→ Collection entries

************

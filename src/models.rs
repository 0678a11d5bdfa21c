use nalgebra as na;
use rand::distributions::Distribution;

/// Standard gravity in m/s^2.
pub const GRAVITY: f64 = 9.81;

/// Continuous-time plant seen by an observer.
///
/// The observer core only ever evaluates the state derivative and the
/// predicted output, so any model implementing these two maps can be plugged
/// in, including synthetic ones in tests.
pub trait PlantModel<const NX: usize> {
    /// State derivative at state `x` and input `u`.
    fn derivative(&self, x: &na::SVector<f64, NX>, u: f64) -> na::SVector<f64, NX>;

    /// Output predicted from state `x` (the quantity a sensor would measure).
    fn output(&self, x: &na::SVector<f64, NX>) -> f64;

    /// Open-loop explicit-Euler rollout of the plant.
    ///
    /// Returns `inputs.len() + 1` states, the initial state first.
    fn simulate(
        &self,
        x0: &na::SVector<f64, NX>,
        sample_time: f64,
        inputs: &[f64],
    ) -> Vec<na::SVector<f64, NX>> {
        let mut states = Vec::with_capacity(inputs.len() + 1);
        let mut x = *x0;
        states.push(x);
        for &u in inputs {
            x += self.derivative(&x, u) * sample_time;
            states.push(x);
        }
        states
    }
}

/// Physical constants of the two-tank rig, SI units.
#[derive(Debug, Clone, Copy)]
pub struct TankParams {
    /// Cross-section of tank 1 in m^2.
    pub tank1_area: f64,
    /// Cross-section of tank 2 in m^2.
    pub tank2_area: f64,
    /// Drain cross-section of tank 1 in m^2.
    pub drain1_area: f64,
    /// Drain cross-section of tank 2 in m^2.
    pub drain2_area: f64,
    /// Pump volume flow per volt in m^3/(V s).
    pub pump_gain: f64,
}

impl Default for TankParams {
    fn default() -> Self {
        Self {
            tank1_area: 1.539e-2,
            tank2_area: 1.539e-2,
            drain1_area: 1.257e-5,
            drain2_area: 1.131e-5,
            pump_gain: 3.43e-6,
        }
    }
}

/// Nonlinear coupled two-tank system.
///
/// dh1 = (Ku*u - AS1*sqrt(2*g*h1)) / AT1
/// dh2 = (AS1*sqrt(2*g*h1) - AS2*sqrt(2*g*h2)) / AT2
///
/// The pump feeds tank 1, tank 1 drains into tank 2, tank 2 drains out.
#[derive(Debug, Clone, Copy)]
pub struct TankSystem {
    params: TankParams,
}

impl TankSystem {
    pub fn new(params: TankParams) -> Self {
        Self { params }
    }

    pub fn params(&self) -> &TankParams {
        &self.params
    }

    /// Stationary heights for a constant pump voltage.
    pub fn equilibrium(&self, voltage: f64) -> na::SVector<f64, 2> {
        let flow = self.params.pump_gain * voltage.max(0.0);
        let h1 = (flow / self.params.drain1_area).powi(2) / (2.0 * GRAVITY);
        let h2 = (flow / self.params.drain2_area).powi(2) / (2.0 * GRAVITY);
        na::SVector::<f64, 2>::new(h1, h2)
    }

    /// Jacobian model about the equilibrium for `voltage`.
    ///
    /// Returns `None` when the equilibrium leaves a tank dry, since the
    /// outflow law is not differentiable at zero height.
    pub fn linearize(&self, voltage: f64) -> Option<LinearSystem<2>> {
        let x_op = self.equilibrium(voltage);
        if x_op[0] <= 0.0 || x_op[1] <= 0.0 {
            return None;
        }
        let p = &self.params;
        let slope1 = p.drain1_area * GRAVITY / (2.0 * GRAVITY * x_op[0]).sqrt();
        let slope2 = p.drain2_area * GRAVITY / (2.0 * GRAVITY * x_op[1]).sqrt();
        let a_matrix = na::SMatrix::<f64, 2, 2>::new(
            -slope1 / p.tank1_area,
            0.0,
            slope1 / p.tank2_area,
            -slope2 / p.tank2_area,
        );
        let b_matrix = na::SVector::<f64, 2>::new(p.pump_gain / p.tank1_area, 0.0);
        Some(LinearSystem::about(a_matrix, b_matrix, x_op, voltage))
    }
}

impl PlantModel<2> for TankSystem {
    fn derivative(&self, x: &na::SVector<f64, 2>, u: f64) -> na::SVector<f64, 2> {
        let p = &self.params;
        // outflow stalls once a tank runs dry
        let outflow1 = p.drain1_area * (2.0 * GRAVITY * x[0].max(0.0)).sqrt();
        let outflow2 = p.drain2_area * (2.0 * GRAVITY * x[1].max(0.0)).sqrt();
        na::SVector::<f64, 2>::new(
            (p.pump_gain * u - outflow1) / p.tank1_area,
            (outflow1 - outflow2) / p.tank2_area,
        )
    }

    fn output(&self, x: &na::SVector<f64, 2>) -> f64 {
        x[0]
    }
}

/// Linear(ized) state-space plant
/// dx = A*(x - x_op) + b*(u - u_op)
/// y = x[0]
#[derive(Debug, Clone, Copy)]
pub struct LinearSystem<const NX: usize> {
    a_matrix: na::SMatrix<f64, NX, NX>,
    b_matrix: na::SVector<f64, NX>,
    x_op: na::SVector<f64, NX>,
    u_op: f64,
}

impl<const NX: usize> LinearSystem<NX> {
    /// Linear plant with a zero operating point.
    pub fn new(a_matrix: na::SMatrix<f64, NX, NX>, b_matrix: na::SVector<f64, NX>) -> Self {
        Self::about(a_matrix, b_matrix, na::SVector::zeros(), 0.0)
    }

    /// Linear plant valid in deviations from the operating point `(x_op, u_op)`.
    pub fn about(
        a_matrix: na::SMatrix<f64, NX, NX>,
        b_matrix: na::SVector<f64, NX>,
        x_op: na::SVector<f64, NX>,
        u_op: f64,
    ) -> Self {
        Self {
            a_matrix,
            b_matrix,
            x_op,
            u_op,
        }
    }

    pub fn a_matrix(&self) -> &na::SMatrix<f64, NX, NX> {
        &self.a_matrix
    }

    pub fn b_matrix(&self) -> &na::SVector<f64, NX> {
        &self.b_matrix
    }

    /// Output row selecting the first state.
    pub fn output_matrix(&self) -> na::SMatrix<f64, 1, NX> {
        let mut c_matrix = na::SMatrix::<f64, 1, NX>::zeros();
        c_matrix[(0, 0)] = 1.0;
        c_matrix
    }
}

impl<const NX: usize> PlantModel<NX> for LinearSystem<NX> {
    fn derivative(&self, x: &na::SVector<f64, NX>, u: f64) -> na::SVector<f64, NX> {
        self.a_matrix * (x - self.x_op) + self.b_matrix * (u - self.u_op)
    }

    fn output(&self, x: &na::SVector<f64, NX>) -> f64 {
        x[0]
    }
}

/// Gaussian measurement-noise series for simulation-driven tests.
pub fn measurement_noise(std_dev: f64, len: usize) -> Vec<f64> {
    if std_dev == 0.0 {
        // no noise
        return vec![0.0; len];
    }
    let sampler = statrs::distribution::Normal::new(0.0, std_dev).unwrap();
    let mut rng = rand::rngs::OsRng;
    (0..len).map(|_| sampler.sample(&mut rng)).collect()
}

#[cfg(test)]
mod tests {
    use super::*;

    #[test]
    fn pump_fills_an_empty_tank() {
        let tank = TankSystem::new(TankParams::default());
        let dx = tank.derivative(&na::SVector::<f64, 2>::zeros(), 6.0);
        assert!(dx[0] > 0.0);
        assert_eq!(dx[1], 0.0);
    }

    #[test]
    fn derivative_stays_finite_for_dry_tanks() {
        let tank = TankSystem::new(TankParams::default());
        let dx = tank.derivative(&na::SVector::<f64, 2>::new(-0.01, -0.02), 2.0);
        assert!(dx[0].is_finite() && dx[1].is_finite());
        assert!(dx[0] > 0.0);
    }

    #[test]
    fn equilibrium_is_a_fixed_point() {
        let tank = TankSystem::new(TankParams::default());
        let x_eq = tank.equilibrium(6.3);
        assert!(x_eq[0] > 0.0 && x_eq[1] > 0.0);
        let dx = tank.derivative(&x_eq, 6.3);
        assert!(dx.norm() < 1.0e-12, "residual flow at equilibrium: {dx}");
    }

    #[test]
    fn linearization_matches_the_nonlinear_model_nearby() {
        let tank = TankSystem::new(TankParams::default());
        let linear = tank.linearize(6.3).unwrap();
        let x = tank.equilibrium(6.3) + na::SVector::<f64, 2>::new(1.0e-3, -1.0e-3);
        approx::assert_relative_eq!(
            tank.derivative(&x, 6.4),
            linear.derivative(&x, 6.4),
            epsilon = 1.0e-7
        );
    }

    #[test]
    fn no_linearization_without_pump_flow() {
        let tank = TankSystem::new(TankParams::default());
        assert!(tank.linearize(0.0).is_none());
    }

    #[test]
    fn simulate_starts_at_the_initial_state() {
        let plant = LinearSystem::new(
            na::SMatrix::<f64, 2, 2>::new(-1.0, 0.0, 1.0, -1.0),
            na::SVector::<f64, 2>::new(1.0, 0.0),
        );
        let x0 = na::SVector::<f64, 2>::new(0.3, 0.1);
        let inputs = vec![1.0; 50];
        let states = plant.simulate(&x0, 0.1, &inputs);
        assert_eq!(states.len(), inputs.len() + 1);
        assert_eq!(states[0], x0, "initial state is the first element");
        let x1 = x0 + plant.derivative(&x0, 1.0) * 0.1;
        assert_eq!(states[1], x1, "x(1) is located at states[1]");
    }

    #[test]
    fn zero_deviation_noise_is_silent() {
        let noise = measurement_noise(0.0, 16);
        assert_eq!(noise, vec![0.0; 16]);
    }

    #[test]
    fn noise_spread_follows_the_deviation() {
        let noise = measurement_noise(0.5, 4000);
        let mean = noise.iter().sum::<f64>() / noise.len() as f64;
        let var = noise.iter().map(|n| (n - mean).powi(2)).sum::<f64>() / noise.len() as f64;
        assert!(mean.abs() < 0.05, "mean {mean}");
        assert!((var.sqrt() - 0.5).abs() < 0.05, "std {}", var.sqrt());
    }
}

************

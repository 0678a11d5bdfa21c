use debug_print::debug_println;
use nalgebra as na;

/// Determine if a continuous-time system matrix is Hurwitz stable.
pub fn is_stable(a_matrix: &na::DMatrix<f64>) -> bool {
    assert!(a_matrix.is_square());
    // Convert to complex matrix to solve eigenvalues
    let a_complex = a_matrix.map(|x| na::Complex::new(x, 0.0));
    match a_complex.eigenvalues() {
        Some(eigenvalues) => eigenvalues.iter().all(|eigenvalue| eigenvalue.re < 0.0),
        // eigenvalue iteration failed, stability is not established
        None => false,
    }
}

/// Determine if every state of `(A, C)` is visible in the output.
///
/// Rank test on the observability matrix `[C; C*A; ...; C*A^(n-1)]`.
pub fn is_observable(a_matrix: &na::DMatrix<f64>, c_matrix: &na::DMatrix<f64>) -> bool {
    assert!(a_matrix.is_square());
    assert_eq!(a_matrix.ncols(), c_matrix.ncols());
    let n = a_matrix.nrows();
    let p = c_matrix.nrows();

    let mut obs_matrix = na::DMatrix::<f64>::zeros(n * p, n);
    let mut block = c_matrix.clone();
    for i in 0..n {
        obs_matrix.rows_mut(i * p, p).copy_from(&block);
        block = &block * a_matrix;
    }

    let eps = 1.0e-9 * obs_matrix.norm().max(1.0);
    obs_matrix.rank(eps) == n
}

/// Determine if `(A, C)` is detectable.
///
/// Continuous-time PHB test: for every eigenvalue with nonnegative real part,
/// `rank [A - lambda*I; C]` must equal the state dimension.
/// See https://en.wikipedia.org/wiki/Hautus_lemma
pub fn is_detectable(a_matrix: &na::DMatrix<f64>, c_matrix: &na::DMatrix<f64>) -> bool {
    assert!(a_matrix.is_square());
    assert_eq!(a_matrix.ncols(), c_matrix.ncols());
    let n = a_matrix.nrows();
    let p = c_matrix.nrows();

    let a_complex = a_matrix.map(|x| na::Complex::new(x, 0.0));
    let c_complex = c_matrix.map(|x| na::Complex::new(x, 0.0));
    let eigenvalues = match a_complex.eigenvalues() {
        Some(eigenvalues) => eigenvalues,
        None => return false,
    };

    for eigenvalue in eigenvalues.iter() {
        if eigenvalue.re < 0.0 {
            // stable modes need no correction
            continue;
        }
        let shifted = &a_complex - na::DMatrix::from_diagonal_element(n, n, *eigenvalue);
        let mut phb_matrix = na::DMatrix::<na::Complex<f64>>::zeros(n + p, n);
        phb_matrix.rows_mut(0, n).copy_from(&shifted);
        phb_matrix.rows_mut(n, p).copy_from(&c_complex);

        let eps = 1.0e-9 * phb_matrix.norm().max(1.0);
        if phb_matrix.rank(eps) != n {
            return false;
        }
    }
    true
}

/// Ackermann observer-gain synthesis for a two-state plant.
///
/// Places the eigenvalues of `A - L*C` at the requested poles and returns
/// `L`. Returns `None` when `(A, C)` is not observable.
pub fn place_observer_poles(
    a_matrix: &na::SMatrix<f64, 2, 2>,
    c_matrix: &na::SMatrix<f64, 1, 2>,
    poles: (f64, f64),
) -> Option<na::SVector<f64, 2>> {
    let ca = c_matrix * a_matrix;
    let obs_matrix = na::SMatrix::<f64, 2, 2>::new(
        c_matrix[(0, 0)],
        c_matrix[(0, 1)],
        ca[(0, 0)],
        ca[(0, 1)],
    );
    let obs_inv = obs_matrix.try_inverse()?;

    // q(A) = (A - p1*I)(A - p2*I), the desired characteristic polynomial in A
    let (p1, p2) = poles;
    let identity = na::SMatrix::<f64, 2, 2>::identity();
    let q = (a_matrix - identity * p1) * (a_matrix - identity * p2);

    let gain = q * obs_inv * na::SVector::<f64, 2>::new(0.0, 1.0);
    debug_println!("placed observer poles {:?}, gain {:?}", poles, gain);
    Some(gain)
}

************

→ Task goal
Reproduce verbatim the lines above, from the line with "filename src/models.rs" through the line with "sensor would measure).".

→ Answer space
filename src/models.rs
repository 0678a11d5bdfa21c
use nalgebra as na;
use rand::distributions::Distribution;

/// Standard gravity in m/s^2.
pub const GRAVITY: f64 = 9.81;

/// Continuous-time plant seen by an observer.
///
/// The observer core only ever evaluates the state derivative and the
/// predicted output, so any model implementing these two maps can be plugged
/// in, including synthetic ones in tests.
pub trait PlantModel<const NX: usize> {
    /// State derivative at state `x` and input `u`.
    fn derivative(&self, x: &na::SVector<f64, NX>, u: f64) -> na::SVector<f64, NX>;

    /// Output predicted from state `x` (the quantity a sensor would measure).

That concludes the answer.